DATA SHOWN: Begin
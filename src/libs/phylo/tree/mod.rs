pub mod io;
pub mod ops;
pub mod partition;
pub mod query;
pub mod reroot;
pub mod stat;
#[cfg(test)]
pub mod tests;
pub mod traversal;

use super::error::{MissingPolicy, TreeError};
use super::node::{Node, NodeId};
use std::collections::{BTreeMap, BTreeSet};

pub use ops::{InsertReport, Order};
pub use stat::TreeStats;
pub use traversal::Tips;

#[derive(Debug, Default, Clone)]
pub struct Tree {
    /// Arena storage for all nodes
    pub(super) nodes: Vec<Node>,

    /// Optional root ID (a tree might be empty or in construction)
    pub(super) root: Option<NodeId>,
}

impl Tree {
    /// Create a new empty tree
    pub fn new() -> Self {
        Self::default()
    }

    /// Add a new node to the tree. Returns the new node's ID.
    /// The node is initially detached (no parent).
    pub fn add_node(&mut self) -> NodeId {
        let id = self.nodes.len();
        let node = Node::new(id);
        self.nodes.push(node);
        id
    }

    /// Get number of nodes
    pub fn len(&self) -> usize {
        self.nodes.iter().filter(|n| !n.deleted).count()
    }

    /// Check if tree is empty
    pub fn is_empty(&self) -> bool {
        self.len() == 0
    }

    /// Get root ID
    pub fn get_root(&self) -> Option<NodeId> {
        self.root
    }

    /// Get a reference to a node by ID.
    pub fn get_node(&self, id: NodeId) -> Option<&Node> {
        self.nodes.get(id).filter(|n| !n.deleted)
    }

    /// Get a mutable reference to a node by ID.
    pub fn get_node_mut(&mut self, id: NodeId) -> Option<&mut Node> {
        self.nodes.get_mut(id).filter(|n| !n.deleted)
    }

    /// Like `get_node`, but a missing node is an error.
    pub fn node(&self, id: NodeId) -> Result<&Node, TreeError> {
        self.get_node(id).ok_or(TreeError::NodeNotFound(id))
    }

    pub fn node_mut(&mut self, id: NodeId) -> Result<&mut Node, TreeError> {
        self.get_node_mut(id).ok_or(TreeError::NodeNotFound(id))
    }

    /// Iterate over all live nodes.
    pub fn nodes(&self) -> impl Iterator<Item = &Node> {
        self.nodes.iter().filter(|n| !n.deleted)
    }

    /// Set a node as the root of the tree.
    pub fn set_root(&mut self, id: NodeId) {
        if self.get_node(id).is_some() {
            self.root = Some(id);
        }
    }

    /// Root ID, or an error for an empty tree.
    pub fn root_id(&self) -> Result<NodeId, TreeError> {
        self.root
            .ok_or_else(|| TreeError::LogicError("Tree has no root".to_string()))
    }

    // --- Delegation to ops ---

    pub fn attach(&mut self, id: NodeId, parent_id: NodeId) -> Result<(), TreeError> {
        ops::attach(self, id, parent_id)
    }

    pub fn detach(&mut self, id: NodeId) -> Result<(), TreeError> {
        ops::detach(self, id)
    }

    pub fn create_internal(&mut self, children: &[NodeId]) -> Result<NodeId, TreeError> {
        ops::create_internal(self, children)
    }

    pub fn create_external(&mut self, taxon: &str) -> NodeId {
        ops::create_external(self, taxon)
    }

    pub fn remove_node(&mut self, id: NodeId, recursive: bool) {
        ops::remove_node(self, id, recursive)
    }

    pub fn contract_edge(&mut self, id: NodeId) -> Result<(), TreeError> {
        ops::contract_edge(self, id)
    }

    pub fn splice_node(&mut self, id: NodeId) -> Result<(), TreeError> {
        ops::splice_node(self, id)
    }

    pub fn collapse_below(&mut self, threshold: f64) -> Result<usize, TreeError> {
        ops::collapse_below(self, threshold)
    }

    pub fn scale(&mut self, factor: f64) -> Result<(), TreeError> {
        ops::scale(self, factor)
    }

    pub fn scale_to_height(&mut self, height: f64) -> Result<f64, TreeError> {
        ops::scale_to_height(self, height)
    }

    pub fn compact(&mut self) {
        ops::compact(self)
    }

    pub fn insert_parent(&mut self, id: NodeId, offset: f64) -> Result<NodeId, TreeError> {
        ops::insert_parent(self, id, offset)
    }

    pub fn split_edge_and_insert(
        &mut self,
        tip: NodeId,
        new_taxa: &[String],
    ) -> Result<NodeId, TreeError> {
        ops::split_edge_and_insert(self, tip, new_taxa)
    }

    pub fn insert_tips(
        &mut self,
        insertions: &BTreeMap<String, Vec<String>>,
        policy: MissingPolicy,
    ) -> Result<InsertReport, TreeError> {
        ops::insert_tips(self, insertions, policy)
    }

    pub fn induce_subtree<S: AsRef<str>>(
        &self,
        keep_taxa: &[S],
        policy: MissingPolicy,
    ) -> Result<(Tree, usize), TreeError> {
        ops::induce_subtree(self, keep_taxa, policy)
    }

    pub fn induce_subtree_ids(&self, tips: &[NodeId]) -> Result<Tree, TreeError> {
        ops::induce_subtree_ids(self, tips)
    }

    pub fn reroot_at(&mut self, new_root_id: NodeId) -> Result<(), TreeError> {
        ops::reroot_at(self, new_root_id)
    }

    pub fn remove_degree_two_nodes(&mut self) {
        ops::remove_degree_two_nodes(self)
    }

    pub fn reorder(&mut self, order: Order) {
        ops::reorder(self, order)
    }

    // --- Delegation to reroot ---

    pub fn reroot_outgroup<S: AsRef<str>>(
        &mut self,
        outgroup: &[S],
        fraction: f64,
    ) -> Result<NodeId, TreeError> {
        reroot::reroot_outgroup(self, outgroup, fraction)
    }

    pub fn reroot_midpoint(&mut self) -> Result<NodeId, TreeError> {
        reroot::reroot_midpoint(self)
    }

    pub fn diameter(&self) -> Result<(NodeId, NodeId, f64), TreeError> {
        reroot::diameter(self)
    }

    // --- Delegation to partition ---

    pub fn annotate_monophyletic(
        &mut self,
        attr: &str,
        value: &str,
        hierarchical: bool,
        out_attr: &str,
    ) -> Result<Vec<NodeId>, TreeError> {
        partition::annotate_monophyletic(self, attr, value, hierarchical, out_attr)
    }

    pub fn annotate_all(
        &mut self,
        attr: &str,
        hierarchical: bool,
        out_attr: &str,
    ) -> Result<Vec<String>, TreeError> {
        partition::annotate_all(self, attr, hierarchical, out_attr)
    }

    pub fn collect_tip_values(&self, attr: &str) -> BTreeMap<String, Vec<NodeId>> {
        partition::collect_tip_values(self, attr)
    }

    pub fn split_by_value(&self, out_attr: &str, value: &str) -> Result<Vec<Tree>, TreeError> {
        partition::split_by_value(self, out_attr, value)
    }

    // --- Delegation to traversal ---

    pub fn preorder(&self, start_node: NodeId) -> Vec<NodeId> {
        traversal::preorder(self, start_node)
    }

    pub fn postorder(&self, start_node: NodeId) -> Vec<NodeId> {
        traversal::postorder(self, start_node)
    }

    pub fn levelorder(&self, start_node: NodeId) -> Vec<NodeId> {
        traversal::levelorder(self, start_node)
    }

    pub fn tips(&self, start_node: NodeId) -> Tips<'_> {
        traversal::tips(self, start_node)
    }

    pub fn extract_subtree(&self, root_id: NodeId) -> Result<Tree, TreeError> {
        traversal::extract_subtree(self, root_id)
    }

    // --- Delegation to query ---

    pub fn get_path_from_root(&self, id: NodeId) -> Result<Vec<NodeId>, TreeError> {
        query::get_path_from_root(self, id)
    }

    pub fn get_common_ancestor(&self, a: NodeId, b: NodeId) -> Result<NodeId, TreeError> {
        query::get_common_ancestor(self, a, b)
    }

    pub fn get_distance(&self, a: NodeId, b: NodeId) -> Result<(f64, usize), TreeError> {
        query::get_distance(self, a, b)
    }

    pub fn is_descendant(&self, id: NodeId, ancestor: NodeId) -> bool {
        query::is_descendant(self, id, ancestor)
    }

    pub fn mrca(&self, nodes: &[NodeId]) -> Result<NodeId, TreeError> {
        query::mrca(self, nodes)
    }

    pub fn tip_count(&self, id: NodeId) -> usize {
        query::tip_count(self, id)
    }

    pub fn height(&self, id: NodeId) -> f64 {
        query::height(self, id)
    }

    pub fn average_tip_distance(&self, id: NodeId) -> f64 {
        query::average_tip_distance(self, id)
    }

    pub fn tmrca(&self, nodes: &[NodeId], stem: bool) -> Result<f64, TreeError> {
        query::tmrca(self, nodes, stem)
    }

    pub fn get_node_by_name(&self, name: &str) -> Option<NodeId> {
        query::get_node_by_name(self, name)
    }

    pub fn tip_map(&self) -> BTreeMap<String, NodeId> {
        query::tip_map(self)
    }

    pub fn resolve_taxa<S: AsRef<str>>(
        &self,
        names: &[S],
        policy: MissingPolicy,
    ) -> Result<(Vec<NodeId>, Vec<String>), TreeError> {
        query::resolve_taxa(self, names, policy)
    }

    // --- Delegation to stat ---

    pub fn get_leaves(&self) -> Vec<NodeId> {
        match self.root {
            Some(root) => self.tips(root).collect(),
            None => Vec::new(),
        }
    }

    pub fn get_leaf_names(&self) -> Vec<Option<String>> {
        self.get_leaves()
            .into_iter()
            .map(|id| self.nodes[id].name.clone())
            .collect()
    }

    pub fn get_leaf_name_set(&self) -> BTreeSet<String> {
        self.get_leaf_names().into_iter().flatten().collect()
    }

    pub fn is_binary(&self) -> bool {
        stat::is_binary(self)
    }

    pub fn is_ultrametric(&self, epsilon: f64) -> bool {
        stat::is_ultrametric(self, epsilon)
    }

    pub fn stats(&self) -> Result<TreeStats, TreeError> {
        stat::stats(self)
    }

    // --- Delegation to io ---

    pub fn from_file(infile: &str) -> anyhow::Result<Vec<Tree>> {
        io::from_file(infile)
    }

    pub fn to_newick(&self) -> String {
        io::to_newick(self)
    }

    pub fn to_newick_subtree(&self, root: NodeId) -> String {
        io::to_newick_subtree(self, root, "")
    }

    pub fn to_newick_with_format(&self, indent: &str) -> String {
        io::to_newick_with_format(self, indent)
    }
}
DATA SHOWN: End
**PROBLEM REQUIREMENTS:**
Return word for word the lines above from the line with "pub fn create_external(&mut" to the line with "Result<(Tree, usize), TreeError>", including both and leaving out all others.

**WRITTEN RESPONSE:**
    pub fn create_external(&mut self, taxon: &str) -> NodeId {
        ops::create_external(self, taxon)
    }

    pub fn remove_node(&mut self, id: NodeId, recursive: bool) {
        ops::remove_node(self, id, recursive)
    }

    pub fn contract_edge(&mut self, id: NodeId) -> Result<(), TreeError> {
        ops::contract_edge(self, id)
    }

    pub fn splice_node(&mut self, id: NodeId) -> Result<(), TreeError> {
        ops::splice_node(self, id)
    }

    pub fn collapse_below(&mut self, threshold: f64) -> Result<usize, TreeError> {
        ops::collapse_below(self, threshold)
    }

    pub fn scale(&mut self, factor: f64) -> Result<(), TreeError> {
        ops::scale(self, factor)
    }

    pub fn scale_to_height(&mut self, height: f64) -> Result<f64, TreeError> {
        ops::scale_to_height(self, height)
    }

    pub fn compact(&mut self) {
        ops::compact(self)
    }

    pub fn insert_parent(&mut self, id: NodeId, offset: f64) -> Result<NodeId, TreeError> {
        ops::insert_parent(self, id, offset)
    }

    pub fn split_edge_and_insert(
        &mut self,
        tip: NodeId,
        new_taxa: &[String],
    ) -> Result<NodeId, TreeError> {
        ops::split_edge_and_insert(self, tip, new_taxa)
    }

    pub fn insert_tips(
        &mut self,
        insertions: &BTreeMap<String, Vec<String>>,
        policy: MissingPolicy,
    ) -> Result<InsertReport, TreeError> {
        ops::insert_tips(self, insertions, policy)
    }

    pub fn induce_subtree<S: AsRef<str>>(
        &self,
        keep_taxa: &[S],
        policy: MissingPolicy,
    ) -> Result<(Tree, usize), TreeError> {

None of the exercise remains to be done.